*TASK DIRECTIONS:* Each line of the material holding the word "Returns" must be identified and copied.

*EXERCISE MATERIALS:*
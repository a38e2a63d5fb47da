//! Tiered commission calculation.
//!
//! Commission is earned on the portion of the per-agent average above the
//! tier threshold, scaled by the rate and the agent count. The comparison
//! at the threshold is strictly greater-than: the boundary value itself
//! earns no commission.

use rust_decimal::Decimal;

use crate::config::{CommissionSchedule, CommissionTier};
use crate::models::CommissionBreakdown;

use super::revenue::ResolvedSales;

/// Applies the single-tier commission formula.
///
/// Returns zero when the agent count is zero (division-by-zero guard on
/// the average is upstream; a role with no agents earns nothing regardless
/// of the average) or when the average does not exceed the threshold.
/// Otherwise the payout is `(average - threshold) * rate * count`.
///
/// # Example
///
/// ```
/// use salesfloor_engine::calculation::commission_for_tier;
/// use salesfloor_engine::config::CommissionTier;
/// use rust_decimal::Decimal;
/// use std::str::FromStr;
///
/// let tier = CommissionTier {
///     threshold: Decimal::from_str("4000").unwrap(),
///     rate: Decimal::from_str("0.15").unwrap(),
/// };
///
/// // 3 agents averaging 5000: (5000 - 4000) * 0.15 * 3 = 450
/// let payout = commission_for_tier(Decimal::from_str("5000").unwrap(), 3, &tier);
/// assert_eq!(payout, Decimal::from_str("450").unwrap());
///
/// // The boundary value earns nothing.
/// let at_threshold = commission_for_tier(Decimal::from_str("4000").unwrap(), 3, &tier);
/// assert_eq!(at_threshold, Decimal::ZERO);
/// ```
pub fn commission_for_tier(average: Decimal, agent_count: u32, tier: &CommissionTier) -> Decimal {
    if agent_count == 0 {
        return Decimal::ZERO;
    }

    if average > tier.threshold {
        (average - tier.threshold) * tier.rate * Decimal::from(agent_count)
    } else {
        Decimal::ZERO
    }
}

/// Applies the configured schedule to the reconciled sales figures.
///
/// Under a flat schedule the single tier is applied once to the blended
/// average (total sales / total agents) regardless of the entry mode, as
/// the single-tier variants of the operation always did. The breakdown
/// reports the whole amount under `closer` since a flat schedule has no
/// per-role attribution; the total is the meaningful figure. Under a
/// per-role schedule the tier formula runs independently for dialers and
/// closers and the payouts sum.
pub fn total_commission(
    schedule: &CommissionSchedule,
    sales: &ResolvedSales,
    dialer_count: u32,
    closer_count: u32,
) -> CommissionBreakdown {
    match schedule {
        CommissionSchedule::Flat { tier } => {
            let agents = dialer_count + closer_count;
            let blended_average = if agents > 0 {
                sales.total_sales / Decimal::from(agents)
            } else {
                Decimal::ZERO
            };
            let total = commission_for_tier(blended_average, agents, tier);
            CommissionBreakdown {
                dialer: Decimal::ZERO,
                closer: total,
                total,
            }
        }
        CommissionSchedule::PerRole { dialer, closer } => {
            let dialer_amount = commission_for_tier(sales.dialer_average, dialer_count, dialer);
            let closer_amount = commission_for_tier(sales.closer_average, closer_count, closer);
            CommissionBreakdown {
                dialer: dialer_amount,
                closer: closer_amount,
                total: dialer_amount + closer_amount,
            }
        }
    }
}
//! Core data models for the calculation engine.
//!
//! This module contains all the domain models used throughout the engine.

mod calculation_result;
mod expense;
mod phone_line;
mod revenue;
mod snapshot;
mod staffing;

pub use calculation_result::{
    CalculationResult, CommissionBreakdown, PhoneLineStatus, ProfitOutcome, SalesSummary,
};
pub use expense::ExpenseLineItem;
pub use phone_line::{LineKind, LineState, PhoneLineGroup};
pub use revenue::{RevenueInput, SalesMode};
pub use snapshot::InputSnapshot;
pub use staffing::{AgentRole, StaffingGroup};
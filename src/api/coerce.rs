//! Raw-text to number coercion.
//!
//! Every form field arrives as free text. The contract is lenient: the
//! longest leading numeric prefix parses, anything unparseable becomes
//! zero, and the clamped variants never go negative. The signed variants
//! expose the pre-clamp value so the validation gate can reject negative
//! entries before they are flattened to zero.

use rust_decimal::Decimal;
use std::str::FromStr;

/// Extracts the longest leading decimal-number prefix of the input.
///
/// Accepts an optional sign, digits, and at most one decimal point, after
/// trimming leading whitespace. Returns `None` when no digit is found.
/// Exponent notation is deliberately not recognized, so "1e5" parses as
/// its mantissa prefix "1".
fn leading_number(raw: &str) -> Option<&str> {
    let trimmed = raw.trim_start();
    let bytes = trimmed.as_bytes();
    let mut end = 0;
    let mut seen_digit = false;
    let mut seen_dot = false;

    if matches!(bytes.first(), Some(b'+') | Some(b'-')) {
        end = 1;
    }

    while end < bytes.len() {
        match bytes[end] {
            b'0'..=b'9' => {
                seen_digit = true;
                end += 1;
            }
            b'.' if !seen_dot => {
                seen_dot = true;
                end += 1;
            }
            _ => break,
        }
    }

    if seen_digit { Some(&trimmed[..end]) } else { None }
}

/// Parses a currency or average field without clamping.
///
/// Unparseable input (including empty text) becomes zero.
pub fn signed_numeric_value(raw: &str) -> Decimal {
    let Some(prefix) = leading_number(raw) else {
        return Decimal::ZERO;
    };

    // Normalize prefixes Decimal's parser is stricter about than the
    // prefix scan is: "12." and ".5" are valid leading numbers.
    let prefix = prefix.strip_suffix('.').unwrap_or(prefix);
    let normalized = if let Some(rest) = prefix.strip_prefix("-.") {
        format!("-0.{rest}")
    } else if let Some(rest) = prefix.strip_prefix("+.") {
        format!("0.{rest}")
    } else if let Some(rest) = prefix.strip_prefix('.') {
        format!("0.{rest}")
    } else if let Some(rest) = prefix.strip_prefix('+') {
        rest.to_string()
    } else {
        prefix.to_string()
    };

    Decimal::from_str(&normalized).unwrap_or(Decimal::ZERO)
}

/// Parses a currency or average field, clamped to be non-negative.
///
/// # Example
///
/// ```
/// use salesfloor_engine::api::numeric_value;
/// use rust_decimal::Decimal;
/// use std::str::FromStr;
///
/// assert_eq!(numeric_value("1200.50"), Decimal::from_str("1200.50").unwrap());
/// assert_eq!(numeric_value("12abc"), Decimal::from_str("12").unwrap());
/// assert_eq!(numeric_value(""), Decimal::ZERO);
/// assert_eq!(numeric_value("-50"), Decimal::ZERO);
/// ```
pub fn numeric_value(raw: &str) -> Decimal {
    signed_numeric_value(raw).max(Decimal::ZERO)
}

/// Parses a count field without clamping, truncating any fraction.
///
/// Truncates at the decimal point: "12.9" is 12, empty or unparseable
/// text is 0.
pub fn signed_integer_value(raw: &str) -> i64 {
    let trimmed = raw.trim_start();
    let bytes = trimmed.as_bytes();
    let mut end = 0;

    if matches!(bytes.first(), Some(b'+') | Some(b'-')) {
        end = 1;
    }
    let digits_start = end;
    while end < bytes.len() && bytes[end].is_ascii_digit() {
        end += 1;
    }

    if end == digits_start {
        return 0;
    }
    trimmed[..end].parse::<i64>().unwrap_or(0)
}

/// Parses a count field, clamped to be non-negative.
///
/// # Example
///
/// ```
/// use salesfloor_engine::api::integer_value;
///
/// assert_eq!(integer_value("8"), 8);
/// assert_eq!(integer_value("12.9"), 12);
/// assert_eq!(integer_value("-3"), 0);
/// assert_eq!(integer_value("abc"), 0);
/// ```
pub fn integer_value(raw: &str) -> u32 {
    u32::try_from(signed_integer_value(raw).max(0)).unwrap_or(u32::MAX)
}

*ANSWER TO THIS TASK:*
/// Returns zero when the agent count is zero (division-by-zero guard on
/// trimming leading whitespace. Returns `None` when no digit is found.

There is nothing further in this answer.